Japan is preparing to send several warships to join a US aircraft carrier strike group heading for the Korean peninsula, in a show of force designed to deter North Korea from conducting further missile and nuclear tests.
Citing two well-placed sources who spoke on condition of anonymity, Reuters and the Kyodo news agency said several destroyers from Japan’s maritime self-defence forces would join the USS Carl Vinson and its battle group as it enters the East China Sea [1].
The move comes as the Chinese president called for calm in the region in a phone conversation with Donald Trump.
China “is committed to the goal of denuclearisation on the Korean peninsula, safeguarding peace and stability on the peninsula, and advocates resolving problems through peaceful means,” Xi Jinping said, according to CCTV, the state broadcaster.
The call came after a series of tweets in which Trump pressed China to be more active in pressuring North Korea to abandon its nuclear programme.
In a pair of tweets, Trump linked trade deals and the future of the US-China relationship to progress on reining in the regime’s nuclear programme.
The US president wrote:
Donald J. Trump ✔@realDonaldTrump
North Korea is looking for trouble. If China decides to help, that would be great. If not, we will solve the problem without them! U.S.A.
2:03 PM - 11 Apr 2017
In another tweet, Trump said he had told Xi any trade deal between the two countries would be “far better for them if they solve the North Korean problem” [2].
The US aircraft carrier was redeployed from a planned visit to Australia and is sailing north from Singapore towards the Korean peninsula, as speculation mounts that Pyongyang is planning more missile launches to coincide with national anniversaries this month.
North Korea watchers believe the regime could conduct missile tests on or around the 105th anniversary of the birth of the state’s founder, Kim Il-sung, on Saturday, or on the 85th anniversary of the ruling Korean People’s Army on 25 April.
China is the North’s only key diplomatic ally and its largest trading partner, providing a lifeline to the reclusive state.
There are signs China is taking steps to squeeze North Korea and its erratic leader, Kim Jong-un. Chinese authorities have ordered trading companies to return North Korean coal shipments [3] and banned all imports in late February.

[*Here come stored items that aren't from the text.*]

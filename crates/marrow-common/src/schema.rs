//! Schema and value types for MarrowDB.
//!
//! The storage core never persists schema itself: the catalog collaborator
//! passes a [`TableSchema`] or [`IndexDescriptor`] into every operation that
//! needs to interpret bytes.

use serde::{Deserialize, Serialize};

/// Maximum stored byte length of a TEXT value.
pub const MAX_TEXT_SIZE: usize = 255;

/// Default prefix length (in bytes) for TEXT components of index keys.
pub const DEFAULT_TEXT_PREFIX_LEN: usize = 10;

/// Supported column data types.
#[derive(Debug, Clone, Copy, PartialEq, Eq, Hash, Serialize, Deserialize)]
#[repr(u8)]
pub enum DataType {
    /// 32-bit signed integer.
    Int = 1,
    /// 64-bit signed integer.
    BigInt = 2,
    /// 64-bit floating point.
    Float = 3,
    /// Single-byte boolean.
    Boolean = 4,
    /// 64-bit UTC timestamp (seconds).
    Timestamp = 5,
    /// Variable-length UTF-8 text, at most [`MAX_TEXT_SIZE`] bytes.
    Text = 6,
}

impl DataType {
    /// Returns the fixed byte size for this type, or None for variable-length types.
    pub fn fixed_size(&self) -> Option<usize> {
        match self {
            DataType::Int => Some(4),
            DataType::BigInt => Some(8),
            DataType::Float => Some(8),
            DataType::Boolean => Some(1),
            DataType::Timestamp => Some(8),
            DataType::Text => None,
        }
    }

    /// Returns true if this type has a fixed byte size.
    pub fn is_fixed_size(&self) -> bool {
        self.fixed_size().is_some()
    }

    /// Returns true if this type is numeric.
    pub fn is_numeric(&self) -> bool {
        matches!(self, DataType::Int | DataType::BigInt | DataType::Float)
    }

    /// Decodes a type tag byte as stored in index files.
    pub fn from_tag(tag: u8) -> Option<Self> {
        match tag {
            1 => Some(DataType::Int),
            2 => Some(DataType::BigInt),
            3 => Some(DataType::Float),
            4 => Some(DataType::Boolean),
            5 => Some(DataType::Timestamp),
            6 => Some(DataType::Text),
            _ => None,
        }
    }
}

impl std::fmt::Display for DataType {
    fn fmt(&self, f: &mut std::fmt::Formatter<'_>) -> std::fmt::Result {
        let name = match self {
            DataType::Int => "INT",
            DataType::BigInt => "BIGINT",
            DataType::Float => "FLOAT",
            DataType::Boolean => "BOOLEAN",
            DataType::Timestamp => "TIMESTAMP",
            DataType::Text => "TEXT",
        };
        write!(f, "{}", name)
    }
}

/// A single column value.
#[derive(Debug, Clone, PartialEq, Serialize, Deserialize)]
pub enum Value {
    /// 32-bit signed integer.
    Int(i32),
    /// 64-bit signed integer.
    BigInt(i64),
    /// 64-bit floating point.
    Float(f64),
    /// Boolean.
    Boolean(bool),
    /// UTC timestamp, seconds since epoch.
    Timestamp(i64),
    /// UTF-8 text.
    Text(String),
}

impl Value {
    /// Returns the data type of this value.
    pub fn datatype(&self) -> DataType {
        match self {
            Value::Int(_) => DataType::Int,
            Value::BigInt(_) => DataType::BigInt,
            Value::Float(_) => DataType::Float,
            Value::Boolean(_) => DataType::Boolean,
            Value::Timestamp(_) => DataType::Timestamp,
            Value::Text(_) => DataType::Text,
        }
    }
}

impl std::fmt::Display for Value {
    fn fmt(&self, f: &mut std::fmt::Formatter<'_>) -> std::fmt::Result {
        match self {
            Value::Int(v) => write!(f, "{}", v),
            Value::BigInt(v) => write!(f, "{}", v),
            Value::Float(v) => write!(f, "{}", v),
            Value::Boolean(v) => write!(f, "{}", v),
            Value::Timestamp(v) => write!(f, "{}", v),
            Value::Text(v) => write!(f, "{}", v),
        }
    }
}

/// Column definition: name, type, and nullability.
#[derive(Debug, Clone, PartialEq, Serialize, Deserialize)]
pub struct Column {
    /// Column name.
    pub name: String,
    /// Column data type.
    pub datatype: DataType,
    /// Whether NULL values are permitted.
    pub nullable: bool,
}

impl Column {
    /// Creates a new column definition.
    pub fn new(name: impl Into<String>, datatype: DataType, nullable: bool) -> Self {
        Self {
            name: name.into(),
            datatype,
            nullable,
        }
    }
}

/// Table schema: ordered column list.
///
/// Passed by the catalog into every tuple encode/decode call; the column
/// order here defines the serialized value order.
#[derive(Debug, Clone, PartialEq, Serialize, Deserialize)]
pub struct TableSchema {
    /// Table name (also the heap file stem: `<name>.dat`).
    pub name: String,
    /// Ordered column definitions.
    pub columns: Vec<Column>,
}

impl TableSchema {
    /// Creates a new table schema.
    pub fn new(name: impl Into<String>, columns: Vec<Column>) -> Self {
        Self {
            name: name.into(),
            columns,
        }
    }

    /// Returns true if any column is nullable.
    ///
    /// Tuples for schemas with no nullable columns omit the null bitmap.
    pub fn has_nullable_columns(&self) -> bool {
        self.columns.iter().any(|c| c.nullable)
    }

    /// Returns the number of nullable columns (null bitmap width in bits).
    pub fn nullable_count(&self) -> usize {
        self.columns.iter().filter(|c| c.nullable).count()
    }

    /// Returns the position of a column by name.
    pub fn column_index(&self, name: &str) -> Option<usize> {
        self.columns.iter().position(|c| c.name == name)
    }

    /// Returns a column by name.
    pub fn column(&self, name: &str) -> Option<&Column> {
        self.columns.iter().find(|c| c.name == name)
    }
}

/// Index definition supplied by the catalog.
#[derive(Debug, Clone, PartialEq, Serialize, Deserialize)]
pub struct IndexDescriptor {
    /// Index name (the file stem is `<table>_<index>.idx`).
    pub name: String,
    /// Key column names, in declared order (composite keys compare
    /// component-wise in this order).
    pub columns: Vec<String>,
    /// Whether duplicate keys are rejected at insert time.
    pub unique: bool,
    /// TEXT key components are truncated to this many bytes before storage.
    pub text_prefix_len: usize,
}

impl IndexDescriptor {
    /// Creates a descriptor with the default text prefix length.
    pub fn new(name: impl Into<String>, columns: Vec<String>, unique: bool) -> Self {
        Self {
            name: name.into(),
            columns,
            unique,
            text_prefix_len: DEFAULT_TEXT_PREFIX_LEN,
        }
    }
}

To bridge the gap, China started importing coal from the US, the first time in two years, a move that is likely to be viewed favourably in Washington.
The sources said Japanese and US ships would take part in joint exercises, including helicopter landings on each other’s vessels and communications drills, as the Carl Vinson passed through waters off Japan.
The planned rendezvous is a further sign of increased cooperation between the US, Japanese and South Korean navies. Last month, Aegis ships from the three countries held a joint drill to improve their ability to detect and track North Korean missiles.
The Carl Vinson is powered by two nuclear reactors and carries almost 100 aircraft. Its strike group also includes guided-missile destroyers and cruisers. A submarine is also expected to join the group.
“Japan wants to dispatch several destroyers as the Carl Vinson enters the East China Sea,” one of the Japanese sources was quoted as saying.
Reuters said one of the unnamed officials had direct knowledge of the plan, while the other had been briefed about it. Japan’s self-defence forces have not commented on the report.
Chinese media warned that the Korean peninsula was closer to war than at any time since the North conducted the first of its five nuclear tests in 2006.
The Global Times, a state-run tabloid, suggested Chinese public opinion was turning against North Korea and said harsher measures could be needed, including restricting oil shipments.
“Pyongyang can continue its tough stance, however, for its own security, it should at least halt provocative nuclear and missile activities,” the paper wrote in an editorial. “Pyongyang should avoid making mistakes at this time.“
A senior Japanese diplomat said the arrival of a US naval strike group off the peninsula was designed to pressure North Korea into agreeing to a diplomatic solution to its ballistic missile and nuclear weapons programmes.
“If you consider overall things such as the fact that the US government has not put out warnings to its citizens in South Korea, I think the risk [of military action) at this point is not high,” the diplomat said.
Some experts in South Korea said an imminent North Korean nuclear test was unlikely. Prof Kim Dong-yub of the Institute for Far Eastern Studies at Kyungnam University, told the Korea Times a ballistic missile launch was the most likely option, adding that the chances of a nuclear detonation were “very low”.
On Tuesday, North Korea warned of “catastrophic consequences” in response to any further provocations by the US, days after the Carl Vinson began its journey towards the Korean peninsula.
“We will hold the US wholly accountable for the catastrophic consequences to be entailed by its outrageous actions,” North Korea’s state-run Korean Central News Agency quoted a foreign ministry spokesman as saying. “[North Korea] is ready to react to any mode of war desired by the US.”